Провожаемые гурьбой девушек, мы спустились по широкой лестнице к гардеробу. Я надел свое пальто и посмотрел в зеркало. В те годы были модны пальто с высокими прямоугольными подложными плечами. На мне было как раз такое пальто. Абуталиб увидел меня и покачал головой.
— Раньше плечи делались широкими от курдюка, то есть от жирной, здоровой пищи, а теперь — от ваты. Раньше песни пели, подыгрывая на кумузе, а теперь читают их по бумажке. Большие изменения произошли в мире. Не нравятся мне они.
— Почему опоздал на вечер, Абуталиб?
— Я совсем был готов и уже собирался выйти из дома, как вдруг прибегает из аварского театра артист…
— Зачем ты понадобился аварскому театру?
— У них, видишь ли, в спектакле должна быть свадьба. Теперь ведь без свадьбы не бывает ни одного спектакля. А зурнач заболел. Какая же свадьба без зурнача?
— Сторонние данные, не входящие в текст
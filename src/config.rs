use std::path::Path;
use std::time::Duration;

use anyhow::{Context, Result};
use serde::Deserialize;

use crate::logging::LoggingConfig;

/// Service configuration, loadable from a TOML file. Every field has a default.
#[derive(Debug, Clone, Deserialize)]
#[serde(default)]
pub struct Config {
    pub server: ServerConfig,
    pub upstream: UpstreamConfig,
    pub cache: CacheConfig,
    pub batch: BatchConfig,
    pub logging: LoggingConfig,
    /// Symbols the watchlist starts with.
    pub watchlist: Vec<String>,
}

impl Default for Config {
    fn default() -> Self {
        Self {
            server: ServerConfig::default(),
            upstream: UpstreamConfig::default(),
            cache: CacheConfig::default(),
            batch: BatchConfig::default(),
            logging: LoggingConfig::default(),
            watchlist: ["ABB", "RELIANCE", "TCS", "INFY", "HDFCBANK", "SBIN", "LT", "ITC", "ONGC"]
                .into_iter()
                .map(String::from)
                .collect(),
        }
    }
}

impl Config {
    /// Load from `path` if given, otherwise fall back to defaults.
    pub fn load(path: Option<&Path>) -> Result<Self> {
        let Some(path) = path else {
            return Ok(Self::default());
        };
        let text = std::fs::read_to_string(path)
            .with_context(|| format!("reading config {}", path.display()))?;
        Self::from_toml(&text).with_context(|| format!("parsing config {}", path.display()))
    }

    pub fn from_toml(text: &str) -> Result<Self> {
        Ok(toml::from_str(text)?)
    }
}

// ── Sections ─────────────────────────────────────────────────────────

#[derive(Debug, Clone, Deserialize)]
#[serde(default)]
pub struct ServerConfig {
    pub host: String,
    pub port: u16,
}

impl Default for ServerConfig {
    fn default() -> Self {
        Self {
            host: "0.0.0.0".into(),
            port: 8000,
        }
    }
}

/// Where the option-chain data comes from and how to ask for it.
#[derive(Debug, Clone, Deserialize)]
#[serde(default)]
pub struct UpstreamConfig {
    /// Root page, also hit by the session bootstrap.
    pub base_url: String,
    /// Chain endpoint path, joined onto `base_url`.
    pub chain_path: String,
    pub user_agent: String,
    pub accept: String,
    pub accept_language: String,
    pub bootstrap_timeout_ms: u64,
    pub request_timeout_ms: u64,
    pub max_attempts: u32,
    /// Linear backoff unit: the wait after failed attempt `n` is `n * backoff_step_ms`.
    pub backoff_step_ms: u64,
}

impl UpstreamConfig {
    pub fn chain_url(&self) -> String {
        format!(
            "{}{}",
            self.base_url.trim_end_matches('/'),
            self.chain_path
        )
    }

    pub fn bootstrap_timeout(&self) -> Duration {
        Duration::from_millis(self.bootstrap_timeout_ms)
    }

    pub fn request_timeout(&self) -> Duration {
        Duration::from_millis(self.request_timeout_ms)
    }

    pub fn backoff_step(&self) -> Duration {
        Duration::from_millis(self.backoff_step_ms)
    }
}

impl Default for UpstreamConfig {
    fn default() -> Self {
        Self {
            base_url: "https://www.nseindia.com".into(),
            chain_path: "/api/option-chain-equities".into(),
            user_agent: "Mozilla/5.0 (Windows NT 10.0; Win64; x64)".into(),
            accept: "application/json, text/javascript, */*; q=0.01".into(),
            accept_language: "en-US,en;q=0.9".into(),
            bootstrap_timeout_ms: 10_000,
            request_timeout_ms: 15_000,
            max_attempts: 3,
            backoff_step_ms: 500,
        }
    }
}

#[derive(Debug, Clone, Deserialize)]
#[serde(default)]
pub struct CacheConfig {
    pub ttl_secs: f64,
}

impl CacheConfig {
    pub fn ttl(&self) -> Duration {
        Duration::from_secs_f64(self.ttl_secs.max(0.0))
    }
}

impl Default for CacheConfig {
    fn default() -> Self {
        Self { ttl_secs: 60.0 }
    }
}

#[derive(Debug, Clone, Deserialize)]
#[serde(default)]
pub struct BatchConfig {
    pub default_concurrency: usize,
    pub max_symbols: usize,
    /// Pause each batch worker takes before giving up its admission slot.
    pub throttle_ms: u64,
}

impl BatchConfig {
    pub fn throttle(&self) -> Duration {
        Duration::from_millis(self.throttle_ms)
    }
}

impl Default for BatchConfig {
    fn default() -> Self {
        Self {
            default_concurrency: 6,
            max_symbols: 60,
            throttle_ms: 100,
        }
    }
}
Вот они и позвали меня поиграть на зурне. Всего на десять минут. Но пока мы дошли до театра, пока началась свадьба — время-то и прошло. Я им сыграл две такие песни, что зрители забыли про спектакль, слушали только меня. Если бы я играл им весь вечер, они бы сидели и слушали.
— На месте Абуталиба Гафурова, знаменитого поэта и члена Президиума Верховного Совета республики, я не пошел бы исполнять роли зурнача.
— Абуталиб лучше тебя знает, что ему делать, а что не делать.
— Был ли ты в издательстве и как твоя книга?
— Слава аллаху, книга вышла. Слава аллаху, денег немного получил. Слава аллаху, отдал долги. Слава аллаху, купил гуся
— Будешь устраивать магарыч?
— Кому?
— Редактору, художнику, бухгалтеру. Всем, кто участвовал в издании книги.
— Редактору магарыч?! — Абуталиб даже остановился от возмущения — Ему нужно устроить не магарыч, а могороч!